A) Collect only SMF types 30 and 14/15; all other types are unnecessary overhead B) Write SMF directly to DB2 tables for real-time analysis C) Dump SMF data regularly (e.g., every 4 hours during batch window), store in a historical database, and analyze with dedicated programs D) Disable SMF collection during the batch window to reduce overhead, then enable it during the online day
Answer: C SMF data must be dumped regularly from the active SYS1.MANx datasets to prevent data loss (the datasets wrap). The dumped data is loaded into a historical database (typically DB2) where it's available for both real-time analysis during the current batch window and long-term trend analysis. Disabling SMF during batch would eliminate the very data you need for monitoring.
Question 19
Rob's PIR rule at CNB is: "We don't ask who caused the problem. We ask what allowed the problem to happen." This reflects which principle?
A) Plausible deniability — protect individual team members from accountability B) Blameless culture — focus on systemic improvement rather than individual punishment C) Separation of duties — operators shouldn't know who wrote the code D) Minimal disclosure — limit incident information to those directly involved
Answer: B A blameless post-incident culture focuses on identifying and fixing systemic weaknesses rather than punishing individuals. This approach produces better outcomes because team members participate honestly, share complete information, and focus on prevention rather than self-protection. It recognizes that if a single human error can take down the batch cycle, the system is fragile — the fix is in the system, not the human.
Question 20
The chapter states that Rob's overall MTTR improved from 98 minutes to 33 minutes. Which single improvement contributed the LARGEST reduction?

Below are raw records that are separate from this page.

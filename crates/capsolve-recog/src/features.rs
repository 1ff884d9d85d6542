//! Glyph feature extraction
//!
//! Each glyph is reduced to nine numbers. Apart from the width, every
//! feature is the sum of ink samples (0 or 255) over a region of the glyph
//! divided by a fixed constant ([`FeatureParams::divisor`]). The divisor is
//! a scale, not a pixel count, so narrow and wide glyphs are not
//! normalized against each other.
//!
//! For a glyph `n` columns wide and `h` rows tall the regions are:
//!
//! | Feature        | Columns            | Rows                  |
//! |----------------|--------------------|-----------------------|
//! | overall        | all                | all                   |
//! | vertical half  | `0..=n/2`          | all                   |
//! | top half       | all                | `0..t`, `t = ceil(h/2 + 1)` |
//! | bottom half    | all                | `t..h`                |
//! | width          | `n` itself         |                       |
//! | quadrants      | split at `n/2`     | split at `h/2`        |
//!
//! Quadrants are all 0 for glyphs narrower than two columns.

use crate::RecogResult;
use crate::params::FeatureParams;
use crate::segment::GlyphBitmap;
use serde::{Deserialize, Serialize};
use std::fmt;
use std::ops::Index;

/// Number of features per glyph
pub const FEATURE_COUNT: usize = 9;

/// Position of each feature in a [`FeatureVector`]
#[derive(Debug, Clone, Copy, PartialEq, Eq, Hash)]
pub enum Feature {
    Overall = 0,
    VerticalHalf = 1,
    TopHalf = 2,
    BottomHalf = 3,
    Width = 4,
    TopLeft = 5,
    TopRight = 6,
    BottomLeft = 7,
    BottomRight = 8,
}

impl Feature {
    /// All features in vector order
    pub const ALL: [Feature; FEATURE_COUNT] = [
        Feature::Overall,
        Feature::VerticalHalf,
        Feature::TopHalf,
        Feature::BottomHalf,
        Feature::Width,
        Feature::TopLeft,
        Feature::TopRight,
        Feature::BottomLeft,
        Feature::BottomRight,
    ];

    /// Short name used in diagnostics
    pub fn name(self) -> &'static str {
        match self {
            Feature::Overall => "overall",
            Feature::VerticalHalf => "vertical_half",
            Feature::TopHalf => "top_half",
            Feature::BottomHalf => "bottom_half",
            Feature::Width => "width",
            Feature::TopLeft => "top_left",
            Feature::TopRight => "top_right",
            Feature::BottomLeft => "bottom_left",
            Feature::BottomRight => "bottom_right",
        }
    }
}

/// The nine-number descriptor of one glyph
///
/// Serializes as a plain JSON array, which is also the value format of
/// reference table files.
#[derive(Debug, Clone, Copy, PartialEq, Default, Serialize, Deserialize)]
#[serde(transparent)]
pub struct FeatureVector(pub [f64; FEATURE_COUNT]);

impl FeatureVector {
    /// Create a vector from its nine values
    pub fn new(values: [f64; FEATURE_COUNT]) -> Self {
        FeatureVector(values)
    }

    /// Build a vector from a slice, which must hold exactly nine values.
    pub fn from_slice(values: &[f64]) -> Option<Self> {
        let values: [f64; FEATURE_COUNT] = values.try_into().ok()?;
        Some(FeatureVector(values))
    }

    /// The values in feature order
    pub fn values(&self) -> &[f64; FEATURE_COUNT] {
        &self.0
    }

    /// True if every value is finite
    pub fn is_finite(&self) -> bool {
        self.0.iter().all(|v| v.is_finite())
    }
}

impl Index<Feature> for FeatureVector {
    type Output = f64;

    fn index(&self, feature: Feature) -> &f64 {
        &self.0[feature as usize]
    }
}

impl fmt::Display for FeatureVector {
    fn fmt(&self, f: &mut fmt::Formatter<'_>) -> fmt::Result {
        write!(f, "[")?;
        for (i, v) in self.0.iter().enumerate() {
            if i > 0 {
                write!(f, ", ")?;
            }
            write!(f, "{:.3}", v)?;
        }
        write!(f, "]")
    }
}

/// Compute the feature vector of a glyph.
pub fn extract(glyph: &GlyphBitmap, params: &FeatureParams) -> RecogResult<FeatureVector> {
    params.validate()?;

    let n = glyph.width();
    let h = glyph.height();
    let avg = |x: u32, y: u32, w: u32, rows: u32| -> RecogResult<f64> {
        Ok(glyph.region_sum(x, y, w, rows)? as f64 / params.divisor)
    };

    let top_rows = ((h + 1) / 2 + 1).min(h);
    let mid_x = n / 2;
    let mid_y = h / 2;

    let mut v = [0.0; FEATURE_COUNT];
    v[Feature::Overall as usize] = avg(0, 0, n, h)?;
    v[Feature::VerticalHalf as usize] = avg(0, 0, (n / 2 + 1).min(n), h)?;
    v[Feature::TopHalf as usize] = avg(0, 0, n, top_rows)?;
    v[Feature::BottomHalf as usize] = avg(0, top_rows, n, h - top_rows)?;
    v[Feature::Width as usize] = n as f64;

    if n >= 2 {
        v[Feature::TopLeft as usize] = avg(0, 0, mid_x, mid_y)?;
        v[Feature::TopRight as usize] = avg(mid_x, 0, n - mid_x, mid_y)?;
        v[Feature::BottomLeft as usize] = avg(0, mid_y, mid_x, h - mid_y)?;
        v[Feature::BottomRight as usize] = avg(mid_x, mid_y, n - mid_x, h - mid_y)?;
    }

    Ok(FeatureVector(v))
}

/// Extract features of every glyph, preserving order.
pub fn extract_all(glyphs: &[GlyphBitmap], params: &FeatureParams) -> RecogResult<Vec<FeatureVector>> {
    glyphs.iter().map(|g| extract(g, params)).collect()
}
//! Error types for the test framework

use thiserror::Error;

/// Errors that can occur during regression testing
#[derive(Debug, Error)]
pub enum TestError {
    /// Failed to write an image
    #[error("failed to write image '{path}': {message}")]
    ImageWrite { path: String, message: String },

    /// A fixture could not be built
    #[error("fixture error: {0}")]
    Fixture(String),

    /// Core library error
    #[error("core error: {0}")]
    Core(#[from] capsolve_core::Error),

    /// IO error
    #[error("IO error: {0}")]
    Io(#[from] std::io::Error),
}

/// Result type for test operations
pub type TestResult<T> = Result<T, TestError>;
//! I/O error types
//!
//! Provides a unified error type for all image I/O operations.
//! Each format-specific module maps its underlying library errors
//! into `IoError` variants so that callers only need to handle
//! one error type.

use thiserror::Error;

/// Error type for image I/O operations.
///
/// Wraps format-specific decoding/encoding errors as well as
/// standard I/O and core-library errors.
#[derive(Error, Debug)]
pub enum IoError {
    /// Standard I/O error (file not found, permission denied, etc.)
    #[error("I/O error: {0}")]
    Io(#[from] std::io::Error),

    /// The image format is not supported or not enabled via features
    #[error("unsupported format: {0}")]
    UnsupportedFormat(String),

    /// The image data is structurally invalid
    #[error("invalid image data: {0}")]
    InvalidData(String),

    /// A format-specific decoder returned an error
    #[error("decode error: {0}")]
    DecodeError(String),

    /// A format-specific encoder returned an error
    #[error("encode error: {0}")]
    EncodeError(String),

    /// An error from the core library (e.g. pixel depth mismatch)
    #[error("core error: {0}")]
    Core(#[from] capsolve_core::Error),
}

/// Convenience alias for I/O results.
pub type IoResult<T> = Result<T, IoError>;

A) Faster diagnosis through better playbooks (MTTDx: 28→12 min) B) Faster detection through proper monitoring (MTTD: 37→4 min) C) Faster repair through automation (MTTRp: 19→8 min) D) Faster verification through automated checks (MTTV: 14→9 min)
Answer: B Detection time improved by 33 minutes (from 37 to 4), the single largest reduction of any component. This underscores the fundamental value of proactive monitoring — you cannot fix a problem you haven't detected, and every minute of undetected failure is a minute of wasted time, downstream impact, and accumulated damage.